▶ _WHAT TO PRODUCE_
Find how many lines of the following entries contain "resgatar". Reply with the number alone.

▶ _Collected data_
//! trilha-cli: drives the sync layer end to end from a terminal.
//!
//! Offline by default: a scripted transport plays the backend, so the whole
//! optimistic flow (mark → commit, mark → revert) is observable without a
//! server. Set `TRILHA_BASE_URL` to talk to a real backend instead.

use std::sync::Arc;

use trilha_core::app::{Client, ClientBuilder, Config};
use trilha_core::domain::{ChallengeId, RewardId, TaskId, TaskStatus};
use trilha_core::impls::{FileCredentialStore, StubHttpClient};

#[tokio::main]
async fn main() {
    env_logger::init();

    match std::env::var("TRILHA_BASE_URL") {
        Ok(base_url) => run_against_server(base_url).await,
        Err(_) => run_scripted_demo().await,
    }
}

async fn print_board(client: &Client, board: &trilha_core::app::ChallengeBoard) {
    for task in board.tasks().items().await {
        let state = match (task.status, task.pending_rescue) {
            (_, true) => "…",
            (TaskStatus::Concluida, _) => "✔",
            (TaskStatus::Pendente, _) => " ",
        };
        println!("  [{state}] {} ({} pts)", task.descricao, task.pontos);
    }
    for reward in board.rewards().items().await {
        let state = if reward.resgatada { "resgatada" } else { "disponível" };
        println!("  🎁 {} ({} pts, {state})", reward.nome, reward.custo_pontos);
    }
    println!(
        "  pontos: {}",
        board
            .points()
            .await
            .map(|p| p.to_string())
            .unwrap_or_else(|| "-".to_string())
    );
    let notification = client.notifier().snapshot().await;
    if notification.visible {
        println!("  >> [{:?}] {}", notification.severity, notification.message);
    }
}

async fn run_scripted_demo() {
    // (A) Script the backend: login, one challenge, its board, one
    //     completion that succeeds and one redemption the server rejects.
    let stub = StubHttpClient::new();
    stub.route_json(
        "auth/login",
        200,
        serde_json::json!({
            // payload claim: {"nome":"Maria"}
            "accessToken": "x.eyJub21lIjoiTWFyaWEifQ.y"
        }),
    )
    .await;
    stub.route_json(
        "desafios",
        200,
        serde_json::json!([{ "id": "c1", "nome": "Exercício", "descricao": "Diário" }]),
    )
    .await;
    stub.route_json(
        "c1/tarefas",
        200,
        serde_json::json!([
            { "id": "t1", "descricao": "Correr 5km", "pontos": 10, "status": "PENDENTE" }
        ]),
    )
    .await;
    stub.route_json(
        "recompensas/c1",
        200,
        serde_json::json!([
            { "id": "r1", "nome": "Pizza", "custoPontos": 50, "resgatada": false }
        ]),
    )
    .await;
    stub.route_json("pontos-usuario/c1", 200, serde_json::json!({ "pontos": 30 }))
        .await;
    // Completion confirms; the reconciling refetch and the balance follow.
    stub.route_json("concluir", 200, serde_json::json!({})).await;
    stub.route_json(
        "c1/tarefas",
        200,
        serde_json::json!([
            { "id": "t1", "descricao": "Correr 5km", "pontos": 10, "status": "CONCLUIDA" }
        ]),
    )
    .await;
    stub.route_json("pontos-usuario/c1", 200, serde_json::json!({ "pontos": 40 }))
        .await;
    // Redemption is rejected: watch the rollback.
    stub.route_json(
        "resgatar",
        400,
        serde_json::json!({ "message": "Pontos insuficientes." }),
    )
    .await;

    // (B) Wire the services once.
    let client = ClientBuilder::new(Config::default())
        .http(Arc::new(stub))
        .build()
        .await
        .expect("in-memory hydrate cannot fail");

    // (C) Login.
    let logged_in = client
        .auth()
        .login("maria@example.com", "segredo")
        .await
        .expect("demo credentials are non-empty");
    println!(
        "login ok={logged_in} como {}",
        client.session().display_name().await.unwrap_or_default()
    );

    // (D) Challenges.
    let directory = client.challenges();
    directory.load().await;
    let challenges = directory.challenges().await;
    for challenge in &challenges {
        println!("desafio: {} ({})", challenge.nome, challenge.descricao.as_deref().unwrap_or(""));
    }

    // (E) Open the board and drive the two rescues.
    let board = client.board(ChallengeId::new("c1"));
    board.load_all().await;
    println!("--- inicial ---");
    print_board(&client, &board).await;

    board.complete_task(&TaskId::new("t1")).await;
    println!("--- após concluir t1 ---");
    print_board(&client, &board).await;

    board.redeem_reward(&RewardId::new("r1")).await;
    println!("--- após tentar resgatar r1 (rejeitado) ---");
    print_board(&client, &board).await;
}

async fn run_against_server(base_url: String) {
    let config = Config {
        base_url,
        ..Config::default()
    };
    let token_path = std::env::var("TRILHA_TOKEN_FILE")
        .unwrap_or_else(|_| ".trilha-token".to_string());

    let client = match ClientBuilder::new(config)
        .credentials(Arc::new(FileCredentialStore::new(token_path)))
        .build()
        .await
    {
        Ok(client) => client,
        Err(e) => {
            eprintln!("falha ao iniciar: {e}");
            std::process::exit(1);
        }
    };

    if !client.session().is_authenticated().await {
        let email = std::env::var("TRILHA_EMAIL").unwrap_or_default();
        let password = std::env::var("TRILHA_PASSWORD").unwrap_or_default();
        match client.auth().login(&email, &password).await {
            Ok(true) => log::info!("sessão autenticada"),
            Ok(false) => {
                let notification = client.notifier().snapshot().await;
                eprintln!("login falhou: {}", notification.message);
                std::process::exit(1);
            }
            Err(errors) => {
                eprintln!("defina TRILHA_EMAIL e TRILHA_PASSWORD ({errors})");
                std::process::exit(1);
            }
        }
    }

    let directory = client.challenges();
    directory.load().await;
    let challenges = directory.challenges().await;
    if challenges.is_empty() {
        let state = directory.list_state().await;
        match state.error {
            Some(error) => eprintln!("erro ao listar desafios: {error}"),
            None => println!("nenhum desafio criado ainda."),
        }
        return;
    }

    for challenge in &challenges {
        println!("desafio {}: {}", challenge.id.as_str(), challenge.nome);
    }
    let board = client.board(challenges[0].id.clone());
    board.load_all().await;
    println!("--- {} ---", challenges[0].nome);
    print_board(&client, &board).await;
}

▶ _RESPONSE BOX_
2